The aim was to investigate the role of local formation of angiotensin II and bradykinin in the reduction of myocardial infarct size. Bilaterally nephrectomised male mongrel dogs were used. Effects were compared of pretreatment with three inhibitors of angiotensin II forming enzyme-captopril (an angiotensin converting enzyme inhibitor), nafamostat (a serine protease inhibitor), and chymostatin (a cysteine protease inhibitor)--on left anterior descending coronary artery occlusion. Haemodynamic variables were monitored and blood was collected from the anterior interventricular vein and the aorta. Angiotensin I, angiotensin II, and bradykinin were measured by radioimmunoassay. After 90 min of occlusion, infarct sizes were determined by a macroscopic enzyme technique. Angiotensin II release into the anterior interventricular vein increased from 0.03(SEM 1.19) pg.min-1 (before coronary occlusion) to 4.64(1.37) pg.min-1 (n = 14, p < 0.05), while angiotensin I release and plasma renin activity remained unchanged. The increase in angiotensin II release was inhibited by nafamostat and chymostatin, but not by captopril.

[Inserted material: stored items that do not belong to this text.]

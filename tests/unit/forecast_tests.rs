//! Unit tests for capacity forecasting and snapshot assembly

use filecore::services::analyzer::assemble_snapshot;
use filecore::{FileCategory, Forecast, VolumeSpace, calculate_forecast};

const GB: u64 = 1024 * 1024 * 1024;

#[test]
fn zero_rate_is_stable_for_any_free_space() {
    for free in [0, 1, GB, u64::MAX] {
        assert_eq!(calculate_forecast(free, 0), Forecast::Stable);
    }
}

#[test]
fn boundaries_between_classes() {
    let rate = 7 * GB;

    assert_eq!(calculate_forecast(0, 1), Forecast::UnderOneDay);
    assert_eq!(calculate_forecast(rate - 1, rate), Forecast::UnderOneDay);
    assert_eq!(calculate_forecast(rate, rate), Forecast::Days(1));
    assert_eq!(calculate_forecast(29 * rate, rate), Forecast::Days(29));
    assert_eq!(calculate_forecast(30 * rate, rate), Forecast::Months(1));
    assert_eq!(calculate_forecast(364 * rate, rate), Forecast::Months(12));
    assert_eq!(calculate_forecast(365 * rate, rate), Forecast::OverOneYear);
    assert_eq!(calculate_forecast(u64::MAX, 1), Forecast::OverOneYear);
}

#[test]
fn display_strings() {
    assert_eq!(Forecast::Stable.to_string(), "Stable");
    assert_eq!(Forecast::UnderOneDay.to_string(), "< 1 day");
    assert_eq!(Forecast::Days(1).to_string(), "Full in ~1 day");
    assert_eq!(Forecast::Days(12).to_string(), "Full in ~12 days");
    assert_eq!(Forecast::Months(1).to_string(), "Full in ~1 month");
    assert_eq!(Forecast::Months(6).to_string(), "Full in ~6 months");
    assert_eq!(Forecast::OverOneYear.to_string(), "> 1 year left");
}

#[test]
fn snapshot_residual_fills_used() {
    let space = VolumeSpace {
        total_bytes: 1000,
        free_bytes: 400,
    };
    let measured = [
        (FileCategory::Image, 100),
        (FileCategory::Archive, 50),
        (FileCategory::Apk, 25),
    ];

    let info = assemble_snapshot(space, &measured, 10);

    assert_eq!(info.used_bytes, 600);
    assert_eq!(info.image_bytes, 100);
    assert_eq!(info.archive_bytes, 50);
    assert_eq!(info.app_bytes, 25);
    assert_eq!(info.trash_bytes, 10);
    assert_eq!(info.other_bytes, 415);
}

#[test]
fn snapshot_caps_in_fixed_order() {
    let space = VolumeSpace {
        total_bytes: 100,
        free_bytes: 0,
    };
    let measured = [(FileCategory::Video, 80), (FileCategory::Image, 60)];

    let info = assemble_snapshot(space, &measured, 30);

    assert_eq!(info.image_bytes, 60);
    assert_eq!(info.video_bytes, 40);
    assert_eq!(info.trash_bytes, 0);
    assert_eq!(info.other_bytes, 0);
    assert_eq!(info.category_sum(), info.used_bytes);
}
//! Data models for file entries, trash records, storage snapshots and transfers

use crate::{Error, ErrorKind};
use serde::{Deserialize, Serialize};
use std::path::{Path, PathBuf};

/// Semantic classification of a file.
#[derive(Debug, Clone, Copy, PartialEq, Eq, PartialOrd, Ord, Hash, Serialize, Deserialize)]
#[serde(rename_all = "SCREAMING_SNAKE_CASE")]
pub enum FileCategory {
    Image,
    Video,
    Audio,
    Document,
    Apk,
    Archive,
    Download,
    Other,
    Unknown,
}

impl FileCategory {
    /// Categories measured individually by the storage analyzer.
    pub const ANALYZED: [FileCategory; 6] = [
        FileCategory::Image,
        FileCategory::Video,
        FileCategory::Audio,
        FileCategory::Document,
        FileCategory::Apk,
        FileCategory::Archive,
    ];

    #[must_use]
    pub fn as_str(&self) -> &'static str {
        match self {
            FileCategory::Image => "image",
            FileCategory::Video => "video",
            FileCategory::Audio => "audio",
            FileCategory::Document => "document",
            FileCategory::Apk => "apk",
            FileCategory::Archive => "archive",
            FileCategory::Download => "download",
            FileCategory::Other => "other",
            FileCategory::Unknown => "unknown",
        }
    }

    #[must_use]
    pub fn from_label(label: &str) -> Option<Self> {
        match label.to_ascii_lowercase().as_str() {
            "image" | "images" => Some(FileCategory::Image),
            "video" | "videos" => Some(FileCategory::Video),
            "audio" | "music" => Some(FileCategory::Audio),
            "document" | "documents" | "docs" => Some(FileCategory::Document),
            "apk" | "app" | "apps" => Some(FileCategory::Apk),
            "archive" | "archives" => Some(FileCategory::Archive),
            "download" | "downloads" => Some(FileCategory::Download),
            "other" => Some(FileCategory::Other),
            "unknown" => Some(FileCategory::Unknown),
            _ => None,
        }
    }

    /// Whether trashed files of this category carry a preview path.
    #[must_use]
    pub fn has_preview(&self) -> bool {
        matches!(self, FileCategory::Image | FileCategory::Video)
    }
}

impl std::fmt::Display for FileCategory {
    fn fmt(&self, f: &mut std::fmt::Formatter<'_>) -> std::fmt::Result {
        f.write_str(self.as_str())
    }
}

impl std::str::FromStr for FileCategory {
    type Err = String;

    fn from_str(s: &str) -> Result<Self, Self::Err> {
        FileCategory::from_label(s).ok_or_else(|| format!("unknown category '{s}'"))
    }
}

/// One filesystem entry observed at enumeration time
#[derive(Debug, Clone, PartialEq, Eq, Serialize)]
pub struct FileEntry {
    /// Derived from the path; not stable across moves.
    pub id: u64,
    pub name: String,
    pub path: PathBuf,
    /// Always 0 for directories.
    pub size_bytes: u64,
    pub modified_ms: i64,
    pub mime_type: Option<String>,
    pub category: FileCategory,
    pub is_directory: bool,
    /// Always 0 for non-directories.
    pub child_count: u32,
}

/// One entry of the trash journal
///
/// Serialized field names are part of the on-disk format.
#[derive(Debug, Clone, PartialEq, Eq, Serialize, Deserialize)]
#[serde(rename_all = "camelCase")]
pub struct TrashRecord {
    /// Creation timestamp in epoch millis, unique within the journal.
    pub id: i64,
    pub original_path: PathBuf,
    pub trash_path: PathBuf,
    pub name: String,
    pub size: u64,
    pub date_deleted: i64,
    #[serde(rename = "type")]
    pub category: FileCategory,
    pub preview: Option<PathBuf>,
}

impl TrashRecord {
    /// A record is valid only while its trash copy exists.
    #[must_use]
    pub fn is_backed(&self) -> bool {
        self.trash_path.symlink_metadata().is_ok()
    }
}

/// Snapshot of device capacity and categorized usage
#[derive(Debug, Clone, Default, PartialEq, Eq, Serialize)]
pub struct StorageInfo {
    pub total_bytes: u64,
    pub free_bytes: u64,
    pub used_bytes: u64,
    pub image_bytes: u64,
    pub video_bytes: u64,
    pub audio_bytes: u64,
    pub document_bytes: u64,
    pub app_bytes: u64,
    pub archive_bytes: u64,
    pub trash_bytes: u64,
    /// `used - sum(categories)`, never negative.
    pub other_bytes: u64,
}

impl StorageInfo {
    #[must_use]
    pub fn bytes_for(&self, category: FileCategory) -> u64 {
        match category {
            FileCategory::Image => self.image_bytes,
            FileCategory::Video => self.video_bytes,
            FileCategory::Audio => self.audio_bytes,
            FileCategory::Document => self.document_bytes,
            FileCategory::Apk => self.app_bytes,
            FileCategory::Archive => self.archive_bytes,
            FileCategory::Download | FileCategory::Other | FileCategory::Unknown => {
                self.other_bytes
            }
        }
    }

    /// Sum of every measured bucket, excluding the residual.
    #[must_use]
    pub fn category_sum(&self) -> u64 {
        self.image_bytes
            + self.video_bytes
            + self.audio_bytes
            + self.document_bytes
            + self.app_bytes
            + self.archive_bytes
            + self.trash_bytes
    }
}

#[derive(Debug, Clone, Copy, PartialEq, Eq, Serialize, Deserialize)]
#[serde(rename_all = "lowercase")]
pub enum TransferKind {
    Copy,
    Move,
}

impl TransferKind {
    #[must_use]
    pub fn as_str(&self) -> &'static str {
        match self {
            TransferKind::Copy => "copy",
            TransferKind::Move => "move",
        }
    }

    /// Past-tense verb used in outcome messages.
    #[must_use]
    pub fn verb(&self) -> &'static str {
        match self {
            TransferKind::Copy => "Copied",
            TransferKind::Move => "Moved",
        }
    }
}

impl std::fmt::Display for TransferKind {
    fn fmt(&self, f: &mut std::fmt::Formatter<'_>) -> std::fmt::Result {
        f.write_str(self.as_str())
    }
}

/// Transient state of an in-flight transfer batch
#[derive(Debug, Clone, PartialEq, Serialize)]
pub struct TransferProgress {
    pub current_file: String,
    pub kind: TransferKind,
    /// Bytes transferred divided by total batch bytes, in `0.0..=1.0`.
    pub fraction: f32,
    pub bytes_transferred: u64,
    pub total_bytes: u64,
    /// Average since the batch started.
    pub throughput_bytes_per_sec: Option<u64>,
    /// 1-based index of the current file.
    pub file_index: usize,
    pub file_count: usize,
}

/// Represents an error encountered while processing one item of a batch
#[derive(Debug, Clone, Serialize, Deserialize)]
pub struct ErrorItem {
    pub path: String,
    pub code: String,
    pub message: String,
}

impl ErrorItem {
    #[must_use]
    pub fn from_error(path: &Path, error: &Error) -> Self {
        Self {
            path: path.to_string_lossy().to_string(),
            code: error.kind().as_code().to_string(),
            message: error.user_message(),
        }
    }

    #[must_use]
    pub fn is_cancellation(&self) -> bool {
        self.code == ErrorKind::Cancelled.as_code()
    }
}

/// Aggregate outcome of a batch operation
///
/// Batches keep going after an item fails; the report carries how many items
/// were attempted versus how many succeeded.
#[derive(Debug, Clone, Default, Serialize)]
pub struct BatchReport {
    pub attempted: usize,
    pub succeeded: usize,
    pub bytes_transferred: u64,
    pub cancelled: bool,
    pub failures: Vec<ErrorItem>,
}

impl BatchReport {
    #[must_use]
    pub fn new(attempted: usize) -> Self {
        Self {
            attempted,
            ..Self::default()
        }
    }

    pub fn record_success(&mut self, bytes: u64) {
        self.succeeded += 1;
        self.bytes_transferred += bytes;
    }

    pub fn record_failure(&mut self, path: &Path, error: &Error) {
        self.failures.push(ErrorItem::from_error(path, error));
    }

    #[must_use]
    pub fn failed(&self) -> usize {
        self.failures.len()
    }

    #[must_use]
    pub fn is_complete(&self) -> bool {
        !self.cancelled && self.succeeded == self.attempted
    }

    /// Human readable summary, e.g. "Copied 3 of 4 items".
    #[must_use]
    pub fn outcome_message(&self, verb: &str) -> String {
        if self.cancelled {
            return format!(
                "Cancelled after {} of {} {}",
                self.succeeded,
                self.attempted,
                items(self.attempted)
            );
        }

        if self.is_complete() {
            return format!("{verb} {} {}", self.succeeded, items(self.succeeded));
        }

        if self.attempted == 1
            && let Some(failure) = self.failures.first()
        {
            return failure.message.clone();
        }

        format!(
            "{verb} {} of {} {}",
            self.succeeded,
            self.attempted,
            items(self.attempted)
        )
    }

    /// Collapse into a `Result` for callers that only care about completion.
    pub fn into_result(self) -> crate::Result<Self> {
        if self.is_complete() {
            Ok(self)
        } else if self.cancelled {
            Err(Error::Cancelled)
        } else {
            Err(Error::PartialFailure {
                completed: self.succeeded,
                failed: self.attempted - self.succeeded,
            })
        }
    }
}

fn items(count: usize) -> &'static str {
    if count == 1 { "item" } else { "items" }
}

Bradykinin release increased from -3.18(2.72) (before coronary occlusion) to 34.7(12.3) pg.min-1 (n = 14 p < 0.05) by 30 min after occlusion. This increase was augmented by captopril, from 4.10(2.86) before occlusion to 97.8(39.6) pg.min-1 at 5 min after occlusion (n = 12, p < 0.05), but not by nafamostat or chymostatin. Infarct size was smaller (p < 0.05) in the captopril group than in the control group. Angiotensin II is locally produced in the ischaemic heart by both serine protease(s) and chymostatin inhibitable protease(s), but not by angiotensin converting enzyme. From the reduction in myocardial infarct size produced by angiotensin converting enzyme inhibition, it seems that bradykinin accumulation may play a more important role than the suppression of angiotensin II formation.